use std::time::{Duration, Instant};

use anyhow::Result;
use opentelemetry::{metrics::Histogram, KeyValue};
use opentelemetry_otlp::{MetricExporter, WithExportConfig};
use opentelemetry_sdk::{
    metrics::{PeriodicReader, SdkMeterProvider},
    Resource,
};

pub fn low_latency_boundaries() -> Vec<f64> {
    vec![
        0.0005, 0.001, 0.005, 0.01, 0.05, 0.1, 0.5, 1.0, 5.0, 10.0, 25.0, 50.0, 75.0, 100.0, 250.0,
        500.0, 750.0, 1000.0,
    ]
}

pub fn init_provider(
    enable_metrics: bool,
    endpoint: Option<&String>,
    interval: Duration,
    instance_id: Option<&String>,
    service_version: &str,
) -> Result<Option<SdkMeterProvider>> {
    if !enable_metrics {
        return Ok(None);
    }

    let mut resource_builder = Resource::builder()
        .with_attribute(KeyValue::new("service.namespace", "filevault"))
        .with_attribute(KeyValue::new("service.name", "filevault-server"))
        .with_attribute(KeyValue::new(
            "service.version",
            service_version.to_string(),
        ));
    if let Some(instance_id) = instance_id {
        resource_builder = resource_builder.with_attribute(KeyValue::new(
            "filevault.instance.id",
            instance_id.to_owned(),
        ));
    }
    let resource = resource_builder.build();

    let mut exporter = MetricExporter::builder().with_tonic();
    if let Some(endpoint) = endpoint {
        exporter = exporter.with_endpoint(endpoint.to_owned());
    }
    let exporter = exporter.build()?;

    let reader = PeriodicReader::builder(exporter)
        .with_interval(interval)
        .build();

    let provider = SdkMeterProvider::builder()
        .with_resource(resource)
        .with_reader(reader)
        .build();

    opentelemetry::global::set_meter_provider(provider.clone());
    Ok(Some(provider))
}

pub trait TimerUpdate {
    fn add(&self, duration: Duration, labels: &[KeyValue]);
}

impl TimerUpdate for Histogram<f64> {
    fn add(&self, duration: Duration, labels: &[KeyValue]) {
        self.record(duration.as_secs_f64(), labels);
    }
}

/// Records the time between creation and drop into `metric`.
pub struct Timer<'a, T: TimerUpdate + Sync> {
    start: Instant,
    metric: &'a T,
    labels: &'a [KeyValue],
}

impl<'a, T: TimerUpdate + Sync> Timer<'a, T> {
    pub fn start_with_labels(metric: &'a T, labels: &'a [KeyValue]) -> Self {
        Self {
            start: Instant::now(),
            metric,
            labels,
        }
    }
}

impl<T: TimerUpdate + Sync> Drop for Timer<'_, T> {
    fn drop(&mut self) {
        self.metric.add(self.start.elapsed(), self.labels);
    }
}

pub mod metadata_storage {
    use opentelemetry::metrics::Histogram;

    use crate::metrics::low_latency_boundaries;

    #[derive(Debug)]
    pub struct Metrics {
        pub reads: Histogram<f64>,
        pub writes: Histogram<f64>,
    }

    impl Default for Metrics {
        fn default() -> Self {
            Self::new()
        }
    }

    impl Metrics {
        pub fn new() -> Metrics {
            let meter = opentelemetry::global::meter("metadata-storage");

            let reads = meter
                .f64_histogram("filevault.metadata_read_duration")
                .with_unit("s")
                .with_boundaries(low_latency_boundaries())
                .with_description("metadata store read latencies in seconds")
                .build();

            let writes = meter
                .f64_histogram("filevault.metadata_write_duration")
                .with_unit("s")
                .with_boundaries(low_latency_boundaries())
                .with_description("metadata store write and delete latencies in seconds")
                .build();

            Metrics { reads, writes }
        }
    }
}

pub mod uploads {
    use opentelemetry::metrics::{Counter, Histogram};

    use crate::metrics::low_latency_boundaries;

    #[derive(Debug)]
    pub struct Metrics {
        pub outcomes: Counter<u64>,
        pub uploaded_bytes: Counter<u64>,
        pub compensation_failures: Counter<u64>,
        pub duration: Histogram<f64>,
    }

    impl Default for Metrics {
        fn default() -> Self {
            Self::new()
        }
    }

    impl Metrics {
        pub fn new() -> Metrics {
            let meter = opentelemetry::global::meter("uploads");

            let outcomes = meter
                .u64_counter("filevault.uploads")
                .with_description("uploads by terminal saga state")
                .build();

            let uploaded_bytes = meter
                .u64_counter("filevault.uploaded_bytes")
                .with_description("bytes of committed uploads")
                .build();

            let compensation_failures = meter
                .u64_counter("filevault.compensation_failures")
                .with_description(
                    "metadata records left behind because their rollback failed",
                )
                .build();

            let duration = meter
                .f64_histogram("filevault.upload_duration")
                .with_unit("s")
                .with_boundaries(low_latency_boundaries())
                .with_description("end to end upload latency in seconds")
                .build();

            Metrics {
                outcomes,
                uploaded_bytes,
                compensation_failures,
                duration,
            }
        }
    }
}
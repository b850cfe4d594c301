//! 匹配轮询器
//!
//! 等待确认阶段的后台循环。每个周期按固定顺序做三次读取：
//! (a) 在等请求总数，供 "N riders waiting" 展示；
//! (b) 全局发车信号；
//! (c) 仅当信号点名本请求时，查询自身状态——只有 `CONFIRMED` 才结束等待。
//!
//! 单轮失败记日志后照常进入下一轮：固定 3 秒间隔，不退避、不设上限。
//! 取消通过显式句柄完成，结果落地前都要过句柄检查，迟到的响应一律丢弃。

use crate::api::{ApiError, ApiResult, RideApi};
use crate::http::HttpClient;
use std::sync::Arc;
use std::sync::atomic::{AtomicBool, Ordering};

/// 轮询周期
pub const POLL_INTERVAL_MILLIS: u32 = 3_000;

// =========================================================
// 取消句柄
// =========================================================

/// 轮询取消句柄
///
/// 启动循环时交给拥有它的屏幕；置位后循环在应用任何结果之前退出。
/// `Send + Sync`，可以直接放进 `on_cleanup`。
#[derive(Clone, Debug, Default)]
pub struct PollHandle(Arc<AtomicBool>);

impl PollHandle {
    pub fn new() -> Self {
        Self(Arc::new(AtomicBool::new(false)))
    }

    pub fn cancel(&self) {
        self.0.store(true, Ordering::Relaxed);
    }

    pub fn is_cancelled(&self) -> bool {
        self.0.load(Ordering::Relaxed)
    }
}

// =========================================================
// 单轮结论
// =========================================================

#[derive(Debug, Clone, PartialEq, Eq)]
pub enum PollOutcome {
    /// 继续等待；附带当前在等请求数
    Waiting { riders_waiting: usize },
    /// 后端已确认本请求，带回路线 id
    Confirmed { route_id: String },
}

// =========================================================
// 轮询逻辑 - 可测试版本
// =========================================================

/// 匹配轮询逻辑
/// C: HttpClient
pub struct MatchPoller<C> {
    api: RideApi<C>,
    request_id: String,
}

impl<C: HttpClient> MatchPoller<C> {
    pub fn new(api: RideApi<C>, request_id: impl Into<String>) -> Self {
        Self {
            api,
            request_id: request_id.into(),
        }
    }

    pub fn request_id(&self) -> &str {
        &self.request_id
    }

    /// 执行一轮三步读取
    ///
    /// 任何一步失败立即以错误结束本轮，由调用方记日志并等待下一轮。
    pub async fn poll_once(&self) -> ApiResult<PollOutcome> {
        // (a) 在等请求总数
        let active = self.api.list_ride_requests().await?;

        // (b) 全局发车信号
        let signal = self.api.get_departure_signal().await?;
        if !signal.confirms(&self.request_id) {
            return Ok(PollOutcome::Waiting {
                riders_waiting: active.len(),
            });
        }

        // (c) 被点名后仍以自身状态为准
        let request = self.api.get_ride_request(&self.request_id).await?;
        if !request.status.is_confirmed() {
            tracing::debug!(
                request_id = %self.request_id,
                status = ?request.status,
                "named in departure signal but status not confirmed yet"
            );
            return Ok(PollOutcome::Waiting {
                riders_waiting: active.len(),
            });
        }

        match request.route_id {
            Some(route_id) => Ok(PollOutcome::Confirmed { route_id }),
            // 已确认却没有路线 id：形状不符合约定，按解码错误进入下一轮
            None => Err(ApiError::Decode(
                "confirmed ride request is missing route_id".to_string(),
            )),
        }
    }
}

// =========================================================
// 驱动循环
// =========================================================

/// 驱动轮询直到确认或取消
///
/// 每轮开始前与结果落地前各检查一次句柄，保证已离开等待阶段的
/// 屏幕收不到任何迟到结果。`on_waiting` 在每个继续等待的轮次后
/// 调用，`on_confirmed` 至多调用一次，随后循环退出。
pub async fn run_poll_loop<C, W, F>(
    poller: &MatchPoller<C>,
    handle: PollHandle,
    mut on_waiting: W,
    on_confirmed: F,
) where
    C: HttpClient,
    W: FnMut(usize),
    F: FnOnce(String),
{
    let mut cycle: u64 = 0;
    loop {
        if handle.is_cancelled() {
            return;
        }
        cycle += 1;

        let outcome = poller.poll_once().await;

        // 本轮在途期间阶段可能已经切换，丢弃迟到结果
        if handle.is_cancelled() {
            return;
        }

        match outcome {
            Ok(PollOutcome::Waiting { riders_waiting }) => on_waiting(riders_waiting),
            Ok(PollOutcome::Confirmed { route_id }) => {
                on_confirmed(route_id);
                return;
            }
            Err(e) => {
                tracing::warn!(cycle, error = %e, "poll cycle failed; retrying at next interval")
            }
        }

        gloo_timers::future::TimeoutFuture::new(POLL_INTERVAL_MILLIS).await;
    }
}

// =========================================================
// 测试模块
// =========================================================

--

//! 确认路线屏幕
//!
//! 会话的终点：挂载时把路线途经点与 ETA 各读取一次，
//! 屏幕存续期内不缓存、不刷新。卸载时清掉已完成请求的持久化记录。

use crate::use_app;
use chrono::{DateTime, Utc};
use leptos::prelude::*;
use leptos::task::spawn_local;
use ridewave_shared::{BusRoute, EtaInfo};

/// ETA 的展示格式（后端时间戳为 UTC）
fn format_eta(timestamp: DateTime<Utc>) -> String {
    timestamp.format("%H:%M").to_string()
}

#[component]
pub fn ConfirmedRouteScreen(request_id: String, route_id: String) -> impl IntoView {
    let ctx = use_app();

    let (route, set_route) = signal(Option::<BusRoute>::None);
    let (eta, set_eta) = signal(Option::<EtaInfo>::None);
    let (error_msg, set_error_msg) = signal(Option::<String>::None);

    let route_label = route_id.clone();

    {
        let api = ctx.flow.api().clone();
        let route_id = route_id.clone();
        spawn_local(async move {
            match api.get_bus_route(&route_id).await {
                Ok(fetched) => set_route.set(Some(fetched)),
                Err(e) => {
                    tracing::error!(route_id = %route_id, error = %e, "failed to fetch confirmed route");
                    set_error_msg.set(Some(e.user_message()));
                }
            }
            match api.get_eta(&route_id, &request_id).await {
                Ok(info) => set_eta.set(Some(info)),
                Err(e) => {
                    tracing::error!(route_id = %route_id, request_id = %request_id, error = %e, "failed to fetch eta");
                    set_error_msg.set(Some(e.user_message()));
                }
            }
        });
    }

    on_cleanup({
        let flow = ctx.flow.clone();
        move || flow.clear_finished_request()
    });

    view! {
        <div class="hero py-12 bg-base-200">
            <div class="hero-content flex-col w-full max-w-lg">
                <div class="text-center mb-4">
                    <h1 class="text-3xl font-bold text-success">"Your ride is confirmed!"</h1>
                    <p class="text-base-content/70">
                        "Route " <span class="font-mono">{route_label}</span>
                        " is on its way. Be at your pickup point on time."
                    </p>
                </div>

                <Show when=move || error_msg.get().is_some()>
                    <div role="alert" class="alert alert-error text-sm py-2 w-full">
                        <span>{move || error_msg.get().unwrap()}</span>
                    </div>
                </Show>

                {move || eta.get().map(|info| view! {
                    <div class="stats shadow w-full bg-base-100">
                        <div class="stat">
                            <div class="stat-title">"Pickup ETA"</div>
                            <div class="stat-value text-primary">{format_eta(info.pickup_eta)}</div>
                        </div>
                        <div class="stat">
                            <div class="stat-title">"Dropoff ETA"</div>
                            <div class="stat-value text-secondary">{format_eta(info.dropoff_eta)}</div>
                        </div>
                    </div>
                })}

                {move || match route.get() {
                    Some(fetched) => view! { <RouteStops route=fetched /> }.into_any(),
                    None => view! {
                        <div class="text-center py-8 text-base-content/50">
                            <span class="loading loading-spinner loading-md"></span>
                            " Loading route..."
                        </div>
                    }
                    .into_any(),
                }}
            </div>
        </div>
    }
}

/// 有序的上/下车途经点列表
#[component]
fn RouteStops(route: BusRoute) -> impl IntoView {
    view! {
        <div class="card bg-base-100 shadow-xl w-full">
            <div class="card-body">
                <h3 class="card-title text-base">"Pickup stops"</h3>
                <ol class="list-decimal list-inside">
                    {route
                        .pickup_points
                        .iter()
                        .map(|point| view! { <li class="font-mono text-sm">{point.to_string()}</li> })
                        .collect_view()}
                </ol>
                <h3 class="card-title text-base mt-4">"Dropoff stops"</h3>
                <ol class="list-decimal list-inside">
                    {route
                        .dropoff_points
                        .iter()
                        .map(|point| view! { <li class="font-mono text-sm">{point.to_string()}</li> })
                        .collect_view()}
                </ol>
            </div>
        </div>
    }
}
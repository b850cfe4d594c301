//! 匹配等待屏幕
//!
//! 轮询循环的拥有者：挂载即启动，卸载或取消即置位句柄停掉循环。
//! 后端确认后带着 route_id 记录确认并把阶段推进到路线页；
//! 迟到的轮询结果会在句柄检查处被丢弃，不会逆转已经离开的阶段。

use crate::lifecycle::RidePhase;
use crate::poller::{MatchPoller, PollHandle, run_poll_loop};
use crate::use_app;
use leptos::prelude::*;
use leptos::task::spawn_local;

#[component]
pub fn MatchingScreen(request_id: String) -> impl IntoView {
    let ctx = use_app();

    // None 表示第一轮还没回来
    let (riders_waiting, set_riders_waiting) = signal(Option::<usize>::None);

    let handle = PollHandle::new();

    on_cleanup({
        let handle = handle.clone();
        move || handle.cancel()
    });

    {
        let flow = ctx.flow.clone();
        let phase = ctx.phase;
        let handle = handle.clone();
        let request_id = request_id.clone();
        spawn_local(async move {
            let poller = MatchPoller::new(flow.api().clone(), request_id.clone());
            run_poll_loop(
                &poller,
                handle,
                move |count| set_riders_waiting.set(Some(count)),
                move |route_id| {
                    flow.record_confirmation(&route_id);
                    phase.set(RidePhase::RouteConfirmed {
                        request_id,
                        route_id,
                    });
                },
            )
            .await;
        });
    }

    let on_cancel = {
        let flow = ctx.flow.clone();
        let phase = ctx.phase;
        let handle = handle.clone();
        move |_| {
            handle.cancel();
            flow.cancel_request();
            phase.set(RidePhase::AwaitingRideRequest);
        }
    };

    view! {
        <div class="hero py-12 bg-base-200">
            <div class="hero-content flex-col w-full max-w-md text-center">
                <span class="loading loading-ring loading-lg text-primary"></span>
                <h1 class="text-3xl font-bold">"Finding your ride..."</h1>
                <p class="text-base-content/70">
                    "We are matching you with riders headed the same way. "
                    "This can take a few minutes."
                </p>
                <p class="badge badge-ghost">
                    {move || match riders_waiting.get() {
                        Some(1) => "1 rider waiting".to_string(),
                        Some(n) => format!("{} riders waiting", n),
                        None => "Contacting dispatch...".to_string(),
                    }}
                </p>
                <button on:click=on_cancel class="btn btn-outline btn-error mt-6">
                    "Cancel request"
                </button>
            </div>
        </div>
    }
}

...

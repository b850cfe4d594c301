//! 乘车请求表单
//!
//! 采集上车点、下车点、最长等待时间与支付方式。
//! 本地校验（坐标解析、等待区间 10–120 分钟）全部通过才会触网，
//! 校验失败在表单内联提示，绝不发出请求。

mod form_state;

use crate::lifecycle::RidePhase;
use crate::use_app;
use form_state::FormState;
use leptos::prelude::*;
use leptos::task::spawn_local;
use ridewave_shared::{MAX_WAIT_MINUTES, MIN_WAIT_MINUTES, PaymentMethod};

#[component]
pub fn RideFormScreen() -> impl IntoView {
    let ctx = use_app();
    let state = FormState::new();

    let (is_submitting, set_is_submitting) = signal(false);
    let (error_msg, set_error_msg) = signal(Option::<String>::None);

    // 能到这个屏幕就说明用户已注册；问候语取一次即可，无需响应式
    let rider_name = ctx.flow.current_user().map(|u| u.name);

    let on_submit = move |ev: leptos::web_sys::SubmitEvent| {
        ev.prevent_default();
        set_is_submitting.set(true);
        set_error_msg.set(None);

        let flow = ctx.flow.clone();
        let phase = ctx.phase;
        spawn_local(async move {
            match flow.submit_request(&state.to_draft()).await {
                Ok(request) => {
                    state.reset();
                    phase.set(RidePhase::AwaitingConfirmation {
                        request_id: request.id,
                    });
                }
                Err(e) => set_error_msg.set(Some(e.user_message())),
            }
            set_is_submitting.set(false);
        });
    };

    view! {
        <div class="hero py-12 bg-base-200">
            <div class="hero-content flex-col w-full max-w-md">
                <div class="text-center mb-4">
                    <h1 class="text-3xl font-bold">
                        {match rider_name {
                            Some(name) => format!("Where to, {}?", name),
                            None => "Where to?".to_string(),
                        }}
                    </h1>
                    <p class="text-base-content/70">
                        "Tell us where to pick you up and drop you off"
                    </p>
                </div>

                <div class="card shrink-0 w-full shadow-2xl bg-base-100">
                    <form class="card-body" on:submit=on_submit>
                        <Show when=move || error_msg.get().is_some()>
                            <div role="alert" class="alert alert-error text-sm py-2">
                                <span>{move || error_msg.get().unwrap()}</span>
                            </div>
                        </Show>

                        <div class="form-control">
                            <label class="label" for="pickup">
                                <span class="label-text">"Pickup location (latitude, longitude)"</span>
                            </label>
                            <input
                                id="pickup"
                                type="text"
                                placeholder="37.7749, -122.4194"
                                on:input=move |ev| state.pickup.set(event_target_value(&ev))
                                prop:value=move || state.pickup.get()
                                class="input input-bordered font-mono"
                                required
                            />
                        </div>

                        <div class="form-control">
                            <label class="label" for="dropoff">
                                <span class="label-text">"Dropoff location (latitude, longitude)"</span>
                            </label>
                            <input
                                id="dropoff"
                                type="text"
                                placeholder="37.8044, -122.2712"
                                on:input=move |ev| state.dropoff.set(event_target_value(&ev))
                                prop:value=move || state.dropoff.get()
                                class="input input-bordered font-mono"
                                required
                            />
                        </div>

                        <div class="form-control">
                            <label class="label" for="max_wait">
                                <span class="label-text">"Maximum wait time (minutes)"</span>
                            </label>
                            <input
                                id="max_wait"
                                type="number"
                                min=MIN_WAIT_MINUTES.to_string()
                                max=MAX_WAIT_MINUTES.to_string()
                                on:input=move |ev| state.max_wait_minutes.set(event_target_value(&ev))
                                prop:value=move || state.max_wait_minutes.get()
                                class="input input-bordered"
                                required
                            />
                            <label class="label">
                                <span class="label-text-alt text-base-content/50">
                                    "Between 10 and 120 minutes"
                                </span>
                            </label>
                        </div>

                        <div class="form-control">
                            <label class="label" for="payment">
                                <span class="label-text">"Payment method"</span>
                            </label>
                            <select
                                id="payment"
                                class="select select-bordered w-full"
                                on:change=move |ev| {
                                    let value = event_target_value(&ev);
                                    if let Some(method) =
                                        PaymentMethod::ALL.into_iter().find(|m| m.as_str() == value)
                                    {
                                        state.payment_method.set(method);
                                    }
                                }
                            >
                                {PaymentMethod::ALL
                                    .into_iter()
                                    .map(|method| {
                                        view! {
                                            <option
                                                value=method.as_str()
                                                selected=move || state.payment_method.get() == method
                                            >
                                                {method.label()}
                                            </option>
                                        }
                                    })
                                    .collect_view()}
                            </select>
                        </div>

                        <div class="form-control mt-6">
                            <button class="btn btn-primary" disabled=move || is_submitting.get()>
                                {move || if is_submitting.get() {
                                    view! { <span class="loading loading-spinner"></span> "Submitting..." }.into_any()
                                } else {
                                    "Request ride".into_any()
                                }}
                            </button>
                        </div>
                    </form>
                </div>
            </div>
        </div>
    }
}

*PROBLEM REQUIREMENTS*. Filter these records, keeping every line where the word "ApiError" occurs.

*ANSWER FOR THE TASK*.
use crate::api::{ApiError, ApiResult, RideApi};
            None => Err(ApiError::Decode(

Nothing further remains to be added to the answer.